ポータビリティとは
ポータビリティとは、 離転職の際に自分の年金資産を次の会社の企業制度やiDeCo(個人型確定拠出年金)に移せる仕組みのことです。
「ポータビリティ」と聞いて、おそらく多くの方が携帯電話のNMP(ナンバーポータビリティ)を連想するのではないでしょうか。 まさにそれに近いイメージです。携帯電話は契約する会社が変わっても「電話番号」を持ち運ぶことができます。 確定拠出年金では、「年金記録(年金資産や加入者情報など)」を他の制度に持ち運ぶこと(他制度への持ち運びを「移換」といいます。)ができるのです。
ポータビリティのメリット
ポータビリティのメリットは課税されずに持ち運べることです。
例えば、退職金制度のある会社に勤めていた場合、退職時に退職金を一時金で受け取ると退職金制度はその時点で終了となります。 本来、老後の年金資産とするべき退職金が現金で清算されて、制度を継続することができなくなるのです。

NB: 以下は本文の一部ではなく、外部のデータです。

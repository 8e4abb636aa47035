//! # Tokengate DB
//!
//! PostgreSQL wiring for tokengate: pool initialization, the bundled
//! migrations and [`PgUserStore`], the production [`UserStore`].
//!
//! # Example
//!
//! ```ignore
//! use tokengate_db::{PgUserStore, init_db_pool, run_migrations};
//!
//! let pool = init_db_pool(&std::env::var("DATABASE_URL")?).await?;
//! run_migrations(&pool).await?;
//! let store = PgUserStore::new(pool);
//! ```

use std::time::Duration;

use sqlx::FromRow;
use sqlx::postgres::PgPoolOptions;
use tokengate_auth::{StoreError, User, UserId, UserStore};

// Re-export PgPool for convenience
pub use sqlx::PgPool;

const ACQUIRE_TIMEOUT: Duration = Duration::from_secs(5);

/// Connects a PostgreSQL pool.
///
/// Call once at startup; the returned pool is cheaply cloneable. Acquiring a
/// connection times out after five seconds, which bounds every store lookup.
pub async fn init_db_pool(database_url: &str) -> Result<PgPool, sqlx::Error> {
    PgPoolOptions::new()
        .max_connections(10)
        .acquire_timeout(ACQUIRE_TIMEOUT)
        .connect(database_url)
        .await
}

pub async fn run_migrations(pool: &PgPool) -> Result<(), sqlx::migrate::MigrateError> {
    sqlx::migrate!("./migrations").run(pool).await
}

#[derive(Debug, FromRow)]
struct UserRow {
    id: i64,
    email: String,
    full_name: Option<String>,
    hashed_password: String,
    is_active: bool,
    is_superuser: bool,
}

impl From<UserRow> for User {
    fn from(row: UserRow) -> Self {
        Self {
            id: row.id,
            email: row.email,
            full_name: row.full_name,
            password_hash: row.hashed_password,
            is_active: row.is_active,
            is_superuser: row.is_superuser,
        }
    }
}

const SELECT_USER: &str =
    "SELECT id, email, full_name, hashed_password, is_active, is_superuser FROM users";

/// [`UserStore`] backed by the `users` table. Read-only.
#[derive(Debug, Clone)]
pub struct PgUserStore {
    pool: PgPool,
}

impl PgUserStore {
    pub fn new(pool: PgPool) -> Self {
        Self { pool }
    }
}

fn store_error(e: sqlx::Error) -> StoreError {
    tracing::error!(error = %e, "User lookup failed");
    StoreError::Unavailable(e.to_string())
}

impl UserStore for PgUserStore {
    async fn find_by_identifier(&self, identifier: &str) -> Result<Option<User>, StoreError> {
        sqlx::query_as::<_, UserRow>(&format!("{SELECT_USER} WHERE email = $1"))
            .bind(identifier)
            .fetch_optional(&self.pool)
            .await
            .map(|row| row.map(User::from))
            .map_err(store_error)
    }

    async fn find_by_id(&self, id: UserId) -> Result<Option<User>, StoreError> {
        sqlx::query_as::<_, UserRow>(&format!("{SELECT_USER} WHERE id = $1"))
            .bind(id)
            .fetch_optional(&self.pool)
            .await
            .map(|row| row.map(User::from))
            .map_err(store_error)
    }
}

/// Fields for [`create_user`]. `password_hash` must already be a bcrypt hash.
#[derive(Debug, Clone)]
pub struct NewUser {
    pub email: String,
    pub full_name: Option<String>,
    pub password_hash: String,
    pub is_active: bool,
    pub is_superuser: bool,
}

/// Inserts a user and returns its id, or `None` when the email is taken.
/// Used by the admin CLI; the token service never writes.
pub async fn create_user(pool: &PgPool, user: &NewUser) -> Result<Option<UserId>, sqlx::Error> {
    sqlx::query_scalar::<_, i64>(
        "INSERT INTO users (email, full_name, hashed_password, is_active, is_superuser)
         VALUES ($1, $2, $3, $4, $5)
         ON CONFLICT (email) DO NOTHING
         RETURNING id",
    )
    .bind(&user.email)
    .bind(&user.full_name)
    .bind(&user.password_hash)
    .bind(user.is_active)
    .bind(user.is_superuser)
    .fetch_optional(pool)
    .await
}

/// Sets the active flag. Returns `false` when no user has this email.
pub async fn set_user_active(pool: &PgPool, email: &str, active: bool) -> Result<bool, sqlx::Error> {
    let result = sqlx::query("UPDATE users SET is_active = $1 WHERE email = $2")
        .bind(active)
        .bind(email)
        .execute(pool)
        .await?;

    Ok(result.rows_affected() > 0)
}
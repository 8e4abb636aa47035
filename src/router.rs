use crate::logging::logging_middleware;
use crate::metrics::metrics_middleware;
use crate::middleware::auth::require_access_token;
use crate::modules::auth::router::init_auth_router;
use crate::modules::users::router::init_users_router;
use crate::state::AppState;
use axum::http::{HeaderValue, Method, header};
use axum::routing::get;
use axum::{Json, Router, middleware};
use serde_json::{Value, json};
use tower_http::cors::CorsLayer;

async fn health() -> Json<Value> {
    Json(json!({ "status": "ok" }))
}

fn cors_layer(state: &AppState) -> CorsLayer {
    let allowed_origins: Vec<HeaderValue> = state
        .cors_config
        .allowed_origins
        .iter()
        .filter_map(|origin| origin.parse().ok())
        .collect();

    CorsLayer::new()
        .allow_origin(allowed_origins)
        .allow_methods([Method::GET, Method::POST, Method::OPTIONS])
        .allow_headers([header::AUTHORIZATION, header::CONTENT_TYPE, header::ACCEPT])
        .allow_credentials(true)
}

/// Builds the application router. Layers run outermost first: logging,
/// metrics, CORS, then the access-token gate on protected routes.
pub fn init_router(state: AppState) -> Router {
    let api = Router::new()
        .nest("/login", init_auth_router(state.clone()))
        .nest(
            "/users",
            init_users_router().route_layer(middleware::from_fn_with_state(
                state.clone(),
                require_access_token,
            )),
        );

    Router::new()
        .route("/health", get(health))
        .nest(&state.server_config.api_prefix, api)
        .with_state(state.clone())
        .layer(cors_layer(&state))
        .layer(middleware::from_fn(metrics_middleware))
        .layer(middleware::from_fn(logging_middleware))
}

もちろんひとつの会社で定年まで勤め、十分な退職金をもらえるのであれば、退職後の不安も少ないかもしれません。 しかし、近年では転職や独立して起業することも珍しくありません。転職時に退職金を清算し、 勤続期間が長くなるほど有利な退職所得控除を短い勤続年数で使って一時金で受け取ってしまうのは、老後資金の準備としては大変不利となります。
確定拠出年金のポータビリティ制度はまさにこの勤続年数の連続性を担保する仕組みです。 確定拠出年金を含め、様々な制度間を課税されることなく持ち運ぶことが可能で、かつ積立を続けることで退職所得控除の算定基礎になる勤続年数も通算されます。 この「課税されずに持ち運べ、掛金を積み立てた期間は勤続年数として通算される」がポータビリティ制度の大変大きなメリットです。 転職による退職金の税務上の不利をなくし、着実に老後の資金を準備できるからです。
ポータビリティの注意点
①運用していた金融商品は一旦売却し現金化される
確定拠出年金では、ポータビリティを利用し、年金資産を移換する際は運用商品は一度現金化され、次のプランで選択した運用商品を購入します。 仮に移換前後のプランで同じ運用商品があった場合でも現金化後の購入となります。 また、運用商品によっては現金化に伴うコスト(信託財産留保額)が発生する場合があります。
②移換を忘れていると自動移換されてしまう
退職後(資格喪失後)、ポータビリティを利用せず6ヶ月が経過してしまうと国民年金基金連合会へ強制的に資産が移換されます。 これを「自動移換」といいます。
自動移換されると、確定拠出年金の通算加入者等期間(加入者期間と運用指図者期間の通算期間)に通算されず受給開始可能年齢にも影響があります (60歳での受給には通算加入者等期間が10年以上必要です)。また、資産の運用もできず、管理手数料がかかってしまいます。 自動移換の期限までに移換手続きを忘れないようにしましょう。
自動移換を減らすことを目的に、自動移換する前に別の確定拠出年金の口座が開設されていることが判明した場合、 もしくは既に自動移換された方が新たに確定拠出年金口座を開設した場合、自動的にその確定拠出年金口座へ移換されるようになりました。
まとめ
確定拠出年金のポータビリティ制度は、離転職の際に自分の年金資産を次の会社の企業制度やIDecoに移せる仕組みのことです。課税されずに持ち運ぶことが可能で、掛金を積み立てた期間は勤続年数として通算されるという点がポータビリティ制度の大きなメリットです。一方で、移換前後のプランで同じ運用商品があった場合でも現金化後の購入となるため、 運用商品によっては現金化に伴うコストが発生するという部分は注意が必要です。